Assigned task ▸ Retype, exactly as they appear below, the lines between the line holding "an immutable table." and the line holding "operator (owned by", both ends included.

Dataset extract ▸
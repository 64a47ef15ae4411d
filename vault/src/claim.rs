//! # Claim Engine
//!
//! Holds the reward pool funded by the allocation engine's reward leg and
//! pays eligible holders their proportional share:
//!
//! ```text
//! reward = floor(pool_balance * balance(holder) / total_supply)
//! ```
//!
//! There is no cooldown beyond eligibility. A still-eligible holder may
//! claim repeatedly; each claim recomputes against the live (shrinking)
//! pool, so repeat claims pay monotonically non-increasing amounts instead
//! of being blocked. That is the contract's policy, not an oversight here.

use std::collections::HashMap;

use chrono::{DateTime, Utc};
use serde::{Deserialize, Serialize};
use thiserror::Error;

use crate::eligibility::EligibilityTracker;
use crate::events::VaultEvent;
use crate::ledger::{TokenLedger, ValueTransfer};

// ---------------------------------------------------------------------------
// Errors
// ---------------------------------------------------------------------------

/// Errors that can occur during claim operations.
#[derive(Debug, Error)]
pub enum ClaimError {
    /// The caller does not pass the eligibility predicate.
    #[error("not eligible: {holder}")]
    NotEligible {
        /// The holder that attempted the claim.
        holder: String,
    },

    /// The proportional share rounds down to zero.
    #[error("no rewards available for {holder}")]
    NoRewards {
        /// The holder whose share was empty.
        holder: String,
    },

    /// The payout push payment was rejected.
    #[error("reward payout failed: {amount} to {holder}")]
    TransferFailed {
        /// The intended recipient.
        holder: String,
        /// The amount that was being paid.
        amount: u64,
    },

    /// A counter update would overflow u64.
    #[error("amount overflow: counter update would exceed u64::MAX")]
    AmountOverflow,
}

// ---------------------------------------------------------------------------
// ClaimEngine
// ---------------------------------------------------------------------------

/// The reward pool and its claimed-amount ledger.
#[derive(Debug, Clone, Default, Serialize, Deserialize)]
pub struct ClaimEngine {
    /// Value currently held by the pool.
    pool_balance: u64,
    /// Cumulative payouts per holder. Audit-only.
    total_claimed: HashMap<String, u64>,
    /// Audit journal.
    events: Vec<VaultEvent>,
}

impl ClaimEngine {
    /// Creates an empty pool.
    pub fn new() -> Self {
        Self::default()
    }

    /// Credits the pool. Called when the allocation engine's reward leg
    /// lands here.
    ///
    /// # Errors
    ///
    /// Returns [`ClaimError::AmountOverflow`] only at the u64 boundary.
    pub fn fund(&mut self, amount: u64) -> Result<u64, ClaimError> {
        self.pool_balance = self
            .pool_balance
            .checked_add(amount)
            .ok_or(ClaimError::AmountOverflow)?;
        Ok(self.pool_balance)
    }

    /// Pays `caller` their proportional share of the pool.
    ///
    /// # Errors
    ///
    /// * [`ClaimError::NotEligible`] — the eligibility predicate is false.
    /// * [`ClaimError::NoRewards`] — the proportional share floors to zero
    ///   (empty pool, zero balance, or a share smaller than one unit).
    /// * [`ClaimError::TransferFailed`] — the payout was rejected; nothing
    ///   is recorded and the pool is unchanged.
    pub fn claim(
        &mut self,
        caller: &str,
        tracker: &EligibilityTracker,
        ledger: &dyn TokenLedger,
        transfer: &mut dyn ValueTransfer,
        now: DateTime<Utc>,
    ) -> Result<u64, ClaimError> {
        if !tracker.is_eligible(caller, ledger, now) {
            return Err(ClaimError::NotEligible {
                holder: caller.to_string(),
            });
        }

        // Eligibility guarantees total_supply > 0.
        let supply = ledger.total_supply();
        let reward = ((self.pool_balance as u128 * ledger.balance_of(caller) as u128)
            / supply as u128) as u64;

        if reward == 0 {
            return Err(ClaimError::NoRewards {
                holder: caller.to_string(),
            });
        }

        if !transfer.transfer(caller, reward) {
            return Err(ClaimError::TransferFailed {
                holder: caller.to_string(),
                amount: reward,
            });
        }

        // reward <= pool_balance because balance(caller) <= supply.
        let new_claimed = self
            .total_claimed
            .get(caller)
            .copied()
            .unwrap_or(0)
            .checked_add(reward)
            .ok_or(ClaimError::AmountOverflow)?;
        self.pool_balance -= reward;
        self.total_claimed.insert(caller.to_string(), new_claimed);

        self.events.push(VaultEvent::RewardClaimed {
            holder: caller.to_string(),
            amount: reward,
            at: now,
        });
        tracing::info!(holder = caller, reward, pool = self.pool_balance, "reward claimed");

        Ok(reward)
    }

    /// Value currently held by the pool.
    pub fn pool_balance(&self) -> u64 {
        self.pool_balance
    }

    /// Cumulative amount ever paid to `holder`.
    pub fn total_claimed(&self, holder: &str) -> u64 {
        self.total_claimed.get(holder).copied().unwrap_or(0)
    }

    /// The audit journal, oldest first.
    pub fn events(&self) -> &[VaultEvent] {
        &self.events
    }
}
//! # Chain Profiles & Authorization
//!
//! The vault is defined for exactly two execution contexts (mainnet and
//! testnet). Each context carries a fixed guardian identity and a fixed
//! portal identity, resolved once at startup from an immutable table.
//! Anything outside that table is a configuration mismatch, not a
//! recoverable condition.
//!
//! Authorization is the union of two roles: the mutable operator (owned by
//! [`AllocationEngine`](crate::allocation::AllocationEngine)) and the
//! context's guardian, which can never be rotated.

use serde::{Deserialize, Serialize};
use thiserror::Error;

use crate::config;

// ---------------------------------------------------------------------------
// Errors
// ---------------------------------------------------------------------------

/// Errors produced while resolving a chain profile.
#[derive(Debug, Error)]
pub enum ChainError {
    /// The chain id is not in the profile table. Fatal: the vault has no
    /// guardian or portal on this chain and must not run here.
    #[error("unsupported chain id: {0}")]
    UnsupportedChain(u64),
}

// ---------------------------------------------------------------------------
// Types
// ---------------------------------------------------------------------------

/// The fixed per-chain identities the vault depends on.
#[derive(Debug, Clone, PartialEq, Eq, Serialize, Deserialize)]
pub struct ChainProfile {
    /// Opaque chain identifier.
    pub chain_id: u64,
    /// Permanently authorized identity for all permissioned operations.
    pub guardian: String,
    /// Destination of the platform incentive leg.
    pub portal: String,
}

/// Immutable table of supported chain profiles.
///
/// Constructed once at initialization. The shipped table covers the two
/// supported chains; tests can build tables with synthetic contexts via
/// [`ChainTable::new`].
#[derive(Debug, Clone, Serialize, Deserialize)]
pub struct ChainTable {
    profiles: Vec<ChainProfile>,
}

impl ChainTable {
    /// Builds a table from an explicit set of profiles.
    pub fn new(profiles: Vec<ChainProfile>) -> Self {
        Self { profiles }
    }

    /// The table shipped with the vault: mainnet and testnet, nothing else.
    pub fn builtin() -> Self {
        Self::new(vec![
            ChainProfile {
                chain_id: config::CHAIN_ID_MAINNET,
                guardian: config::MAINNET_GUARDIAN.to_string(),
                portal: config::MAINNET_PORTAL.to_string(),
            },
            ChainProfile {
                chain_id: config::CHAIN_ID_TESTNET,
                guardian: config::TESTNET_GUARDIAN.to_string(),
                portal: config::TESTNET_PORTAL.to_string(),
            },
        ])
    }

    /// Looks up the profile for a chain id, or `None` if unsupported.
    pub fn profile(&self, chain_id: u64) -> Option<&ChainProfile> {
        self.profiles.iter().find(|p| p.chain_id == chain_id)
    }

    /// All profiles in the table, in declaration order.
    pub fn profiles(&self) -> &[ChainProfile] {
        &self.profiles
    }
}

// ---------------------------------------------------------------------------
// AuthorizationResolver
// ---------------------------------------------------------------------------

/// Resolves the guardian/portal pair for one execution context and exposes
/// the authorization predicate.
///
/// Pure lookup: the resolver holds no mutable state. The operator half of
/// the predicate is passed in by the caller because the operator lives in
/// the allocation engine and can be rotated there.
#[derive(Debug, Clone, Serialize, Deserialize)]
pub struct AuthorizationResolver {
    profile: ChainProfile,
}

impl AuthorizationResolver {
    /// Resolves the profile for `chain_id` from `table`.
    ///
    /// # Errors
    ///
    /// Returns [`ChainError::UnsupportedChain`] for any id outside the
    /// table. Callers should treat this as fatal, not retry it.
    pub fn resolve(table: &ChainTable, chain_id: u64) -> Result<Self, ChainError> {
        let profile = table
            .profile(chain_id)
            .cloned()
            .ok_or(ChainError::UnsupportedChain(chain_id))?;
        Ok(Self { profile })
    }

    /// The chain this resolver was built for.
    pub fn chain_id(&self) -> u64 {
        self.profile.chain_id
    }

    /// The fixed guardian identity for this chain.
    pub fn guardian(&self) -> &str {
        &self.profile.guardian
    }

    /// The fixed portal identity for this chain.
    pub fn portal(&self) -> &str {
        &self.profile.portal
    }

    /// Returns `true` iff `caller` is the current operator or the guardian.
    pub fn is_authorized(&self, caller: &str, operator: &str) -> bool {
        caller == operator || caller == self.profile.guardian
    }
}
// Copyright (c) 2026 Ember Labs. MIT License.
// See LICENSE for details.

//! # EMBER Revenue Vault
//!
//! Revenue allocation for the EMBER token ecosystem. Inbound value lands in
//! the vault unconditionally; permissioned buybacks split it across four
//! destinations (burn, holder rewards, platform, strategic reserve); and a
//! time- and balance-gated reward pool pays holders proportional claims.
//!
//! The crate is organized by concern:
//!
//! - **config** — every protocol constant, and nothing else.
//! - **chain** — supported execution contexts and the guardian/operator
//!   authorization predicate.
//! - **allocation** — the vault ledger: deposits, the 80/20 split with its
//!   20/40/20 sub-split, operator rotation, status rendering.
//! - **eligibility** — per-holder holding-window tracking.
//! - **claim** — the reward pool and proportional payouts.
//! - **ledger** — traits for the external collaborators (balance oracle,
//!   swap facility, raw transfers).
//! - **events** — the audit journal entries engines record.
//! - **shared** — mutex-wrapped handle for concurrent callers.
//!
//! ## Design Principles
//!
//! 1. All monetary arithmetic is checked or widened through u128 — wrapping
//!    arithmetic and money do not mix.
//! 2. Operations are all-or-nothing: external legs run first, counters
//!    commit only after every leg succeeded.
//! 3. Counters are audit-only. Nothing reads them back for control flow.
//! 4. Every public type is serializable (serde) for wire transport and
//!    persistent storage.

pub mod allocation;
pub mod chain;
pub mod claim;
pub mod config;
pub mod eligibility;
pub mod events;
pub mod ledger;
pub mod shared;

pub use allocation::{AllocationEngine, AllocationError, BuybackReceipt, SplitPlan};
pub use chain::{AuthorizationResolver, ChainError, ChainProfile, ChainTable};
pub use claim::{ClaimEngine, ClaimError};
pub use eligibility::EligibilityTracker;
pub use events::VaultEvent;
pub use ledger::{InMemoryLedger, SwapError, SwapFacility, TokenLedger, ValueTransfer};
pub use shared::SharedVault;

Answer section ▸
//! portal identity, resolved once at startup from an immutable table.
//! Anything outside that table is a configuration mismatch, not a
//! recoverable condition.
//!
//! Authorization is the union of two roles: the mutable operator (owned by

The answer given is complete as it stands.